## [Provided material]

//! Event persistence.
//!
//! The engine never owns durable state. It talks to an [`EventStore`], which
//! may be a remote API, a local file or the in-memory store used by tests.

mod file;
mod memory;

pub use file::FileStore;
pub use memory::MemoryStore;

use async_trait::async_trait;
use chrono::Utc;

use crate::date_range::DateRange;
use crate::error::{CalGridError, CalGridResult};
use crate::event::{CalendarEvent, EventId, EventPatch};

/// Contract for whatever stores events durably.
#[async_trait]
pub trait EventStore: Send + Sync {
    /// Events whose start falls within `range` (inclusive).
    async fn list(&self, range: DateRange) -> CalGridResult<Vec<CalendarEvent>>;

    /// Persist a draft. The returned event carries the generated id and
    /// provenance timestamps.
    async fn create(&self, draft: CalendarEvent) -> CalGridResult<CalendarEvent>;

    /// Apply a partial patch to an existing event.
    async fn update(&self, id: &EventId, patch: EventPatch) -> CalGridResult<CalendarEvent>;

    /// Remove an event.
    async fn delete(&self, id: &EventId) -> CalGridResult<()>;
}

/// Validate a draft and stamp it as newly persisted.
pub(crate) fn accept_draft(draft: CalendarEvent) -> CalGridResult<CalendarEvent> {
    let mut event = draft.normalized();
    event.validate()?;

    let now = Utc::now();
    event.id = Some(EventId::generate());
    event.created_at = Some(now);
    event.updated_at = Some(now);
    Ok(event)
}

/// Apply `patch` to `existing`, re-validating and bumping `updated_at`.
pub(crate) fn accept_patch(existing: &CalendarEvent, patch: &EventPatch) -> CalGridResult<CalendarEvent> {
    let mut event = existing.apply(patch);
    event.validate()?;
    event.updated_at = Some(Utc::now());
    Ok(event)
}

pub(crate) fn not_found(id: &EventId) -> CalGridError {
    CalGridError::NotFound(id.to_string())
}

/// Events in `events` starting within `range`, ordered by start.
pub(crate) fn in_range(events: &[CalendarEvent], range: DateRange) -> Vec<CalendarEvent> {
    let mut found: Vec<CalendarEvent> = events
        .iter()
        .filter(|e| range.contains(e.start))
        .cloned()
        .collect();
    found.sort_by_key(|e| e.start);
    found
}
==
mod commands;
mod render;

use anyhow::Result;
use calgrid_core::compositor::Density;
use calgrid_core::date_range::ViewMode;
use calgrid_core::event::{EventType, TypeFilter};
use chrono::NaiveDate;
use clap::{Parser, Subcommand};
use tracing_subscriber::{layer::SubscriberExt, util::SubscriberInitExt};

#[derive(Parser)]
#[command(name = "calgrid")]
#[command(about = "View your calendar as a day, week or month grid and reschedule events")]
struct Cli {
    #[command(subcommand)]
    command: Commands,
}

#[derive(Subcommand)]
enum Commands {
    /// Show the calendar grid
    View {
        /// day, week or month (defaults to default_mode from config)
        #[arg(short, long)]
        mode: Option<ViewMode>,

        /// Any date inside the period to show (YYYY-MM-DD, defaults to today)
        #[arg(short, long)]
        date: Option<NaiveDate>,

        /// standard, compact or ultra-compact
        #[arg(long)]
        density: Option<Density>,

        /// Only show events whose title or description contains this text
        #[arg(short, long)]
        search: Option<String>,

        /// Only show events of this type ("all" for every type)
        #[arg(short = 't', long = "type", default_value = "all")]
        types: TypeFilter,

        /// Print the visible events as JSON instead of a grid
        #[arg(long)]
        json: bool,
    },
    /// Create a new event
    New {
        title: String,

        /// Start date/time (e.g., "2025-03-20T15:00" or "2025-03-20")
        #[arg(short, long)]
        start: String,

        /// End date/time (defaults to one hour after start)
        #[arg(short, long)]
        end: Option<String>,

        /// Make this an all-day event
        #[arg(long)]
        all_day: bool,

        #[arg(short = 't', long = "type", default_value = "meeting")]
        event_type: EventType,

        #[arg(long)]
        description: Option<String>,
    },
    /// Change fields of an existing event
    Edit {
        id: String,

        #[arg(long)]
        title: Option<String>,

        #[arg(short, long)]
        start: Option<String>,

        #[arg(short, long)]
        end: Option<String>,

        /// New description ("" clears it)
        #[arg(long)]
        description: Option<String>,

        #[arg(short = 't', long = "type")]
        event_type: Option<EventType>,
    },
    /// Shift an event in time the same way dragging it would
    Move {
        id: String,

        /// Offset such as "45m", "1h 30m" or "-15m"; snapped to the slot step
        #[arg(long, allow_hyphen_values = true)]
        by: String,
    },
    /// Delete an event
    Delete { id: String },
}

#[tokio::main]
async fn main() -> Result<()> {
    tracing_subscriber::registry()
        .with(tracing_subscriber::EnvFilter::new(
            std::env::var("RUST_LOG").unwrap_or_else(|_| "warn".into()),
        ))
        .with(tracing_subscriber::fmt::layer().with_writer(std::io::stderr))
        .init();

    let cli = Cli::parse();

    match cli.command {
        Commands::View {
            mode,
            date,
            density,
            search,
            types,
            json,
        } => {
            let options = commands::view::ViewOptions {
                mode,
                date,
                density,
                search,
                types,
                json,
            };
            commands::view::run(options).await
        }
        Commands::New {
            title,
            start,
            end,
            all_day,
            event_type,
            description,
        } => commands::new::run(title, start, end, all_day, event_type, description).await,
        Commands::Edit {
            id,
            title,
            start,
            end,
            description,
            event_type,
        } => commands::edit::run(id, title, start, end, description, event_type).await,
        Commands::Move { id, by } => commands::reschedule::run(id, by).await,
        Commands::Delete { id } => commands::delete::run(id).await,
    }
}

## [What you are asked to do]
Each line of the data that includes "reschedule" counts once; say how many there are, giving nothing but the number.

## [Reply]
2